今から聞いた処で似たよーな返事だろうよ』
ラグの返事に少しだけ落胆する。やはり、そううまくはいかないようだ。
「わかった。俺の方こそ悪ぃな、休んでるとこ朝早くに繋いじまって」
『別にいいさ。
あぁ、今ちょっと思いついたんだけどな。
確かあの変態の眼になってた石、お前に渡してただろ?あれを元にして侵径探査でも使ってみたらどうだ?』
「侵経探査?」
聞き慣れない単語に首を傾げる宵闇の代わりに、横で聞いていたリークが頷く。
「月術にそう言うものがあるんだ。
確かにあれなら、あのゴーレム紛いから『門』に関わる何かが解るかもしれんな」
「すぐ試してみる。

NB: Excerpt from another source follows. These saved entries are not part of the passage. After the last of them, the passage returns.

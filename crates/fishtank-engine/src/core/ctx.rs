use winit::window::{Window, WindowId};

use crate::coords::{ColorRgba, Viewport};
use crate::device::{Gpu, SurfaceErrorAction};
use crate::input::{InputFrame, InputState};
use crate::render::{RenderCtx, RenderTarget};
use crate::time::FrameTime;
use crate::window::RuntimeCtx;

use super::app::AppControl;

/// Depth clear value for reversed-Z (far plane at 0).
pub const REVERSED_Z_CLEAR: f32 = 0.0;

/// Per-window handles.
pub struct WindowCtx<'a> {
    pub id: WindowId,
    pub window: &'a Window,
}

impl<'a> WindowCtx<'a> {
    /// Logical size as `(width, height)`.
    pub fn logical_size(&self) -> (f32, f32) {
        let logical = self.window.inner_size().to_logical::<f64>(self.window.scale_factor());
        (logical.width as f32, logical.height as f32)
    }

    pub fn set_title(&self, title: &str) {
        self.window.set_title(title);
    }
}

/// Per-frame context passed to `core::App::on_frame`.
///
/// Lifetimes:
/// - `'a` is the duration of the callback invocation
/// - `'w` is the window-borrow lifetime carried by `Gpu<'w>`
pub struct FrameCtx<'a, 'w> {
    pub window: WindowCtx<'a>,
    pub gpu: &'a mut Gpu<'w>,
    pub input: &'a InputState,
    pub input_frame: &'a InputFrame,
    pub time: FrameTime,
    pub runtime: &'a mut RuntimeCtx,
}

impl<'a, 'w> FrameCtx<'a, 'w> {
    /// Surface size in physical pixels.
    pub fn viewport(&self) -> Viewport {
        let size = self.gpu.size();
        Viewport::new(size.width as f32, size.height as f32)
    }

    /// Clears color (and depth, to the reversed-Z far value), runs `draw`,
    /// then presents. Surface errors skip the frame; fatal ones exit.
    pub fn render<F>(&mut self, clear: ColorRgba, draw: F) -> AppControl
    where
        F: FnOnce(&RenderCtx<'_>, &mut RenderTarget<'_>),
    {
        let viewport = self.viewport();
        if !viewport.is_valid() {
            return AppControl::Continue;
        }

        let mut frame = match self.gpu.begin_frame() {
            Ok(f) => f,
            Err(err) => {
                log::debug!("surface error: {err}");
                return match self.gpu.handle_surface_error(err) {
                    SurfaceErrorAction::Fatal => AppControl::Exit,
                    _ => AppControl::Continue,
                };
            }
        };

        let depth_view = self.gpu.depth_view();

        // Clear pass; dropped before the encoder is lent to `draw`.
        {
            let _rpass = frame.encoder.begin_render_pass(&wgpu::RenderPassDescriptor {
                label: Some("fishtank clear"),
                color_attachments: &[Some(wgpu::RenderPassColorAttachment {
                    view: &frame.view,
                    resolve_target: None,
                    ops: wgpu::Operations {
                        load: wgpu::LoadOp::Clear(wgpu::Color {
                            r: clear.r as f64,
                            g: clear.g as f64,
                            b: clear.b as f64,
                            a: clear.a as f64,
                        }),
                        store: wgpu::StoreOp::Store,
                    },
                    depth_slice: None,
                })],
                depth_stencil_attachment: depth_view.map(|view| wgpu::RenderPassDepthStencilAttachment {
                    view,
                    depth_ops: Some(wgpu::Operations {
                        load: wgpu::LoadOp::Clear(REVERSED_Z_CLEAR),
                        store: wgpu::StoreOp::Store,
                    }),
                    stencil_ops: None,
                }),
                timestamp_writes: None,
                occlusion_query_set: None,
                multiview_mask: None,
            });
        }

        let rctx = RenderCtx::new(
            self.gpu.device(),
            self.gpu.queue(),
            self.gpu.surface_format(),
            self.gpu.depth_format(),
            viewport,
        );

        {
            let mut target = RenderTarget::new(&mut frame.encoder, &frame.view, depth_view);
            draw(&rctx, &mut target);
        }

        self.window.window.pre_present_notify();
        self.gpu.submit(frame);

        AppControl::Continue
    }
}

ありがとな!」
『どーいたしまして。
オレもそっち行く……って言いたい所だが、その島移動塔無ぇし、船も止まってて行けそうにねぇわ。
お前ら徹夜してんだろ?
あんま無理しねぇで、さっさと片付けて帰ってこいよ』
「ああ」
もう一度友人に礼を言って、回っていた水晶を止める。
情報は聞けなかったが、いつも通りのラグの声を聞いて、少し気持ちが軽くなった気がした。
「よし。
んじゃあ一丁『侵経探査』ってのを使ってくれよリーク」
急いでポーチを漁って、銀色の小石を取り出した宵闇に、リークは首を振る。
「悪いが、私にその術は使えん」
「え?だって」
さっき……と言おうとした宵闇に「私は、その術が『ある』と言っただけだ。
そんなにほいほいと使える簡単な術ではない」とため息混じりの言葉が返された。
「だが、出来る奴がこの島に一人いる」
リーク以外で、この島で術を使える人物は、思いつく限り一人しかいない。
「セリシアさんか?」
「そうだ。どの道彼女の力を借りようと思っていた所でな。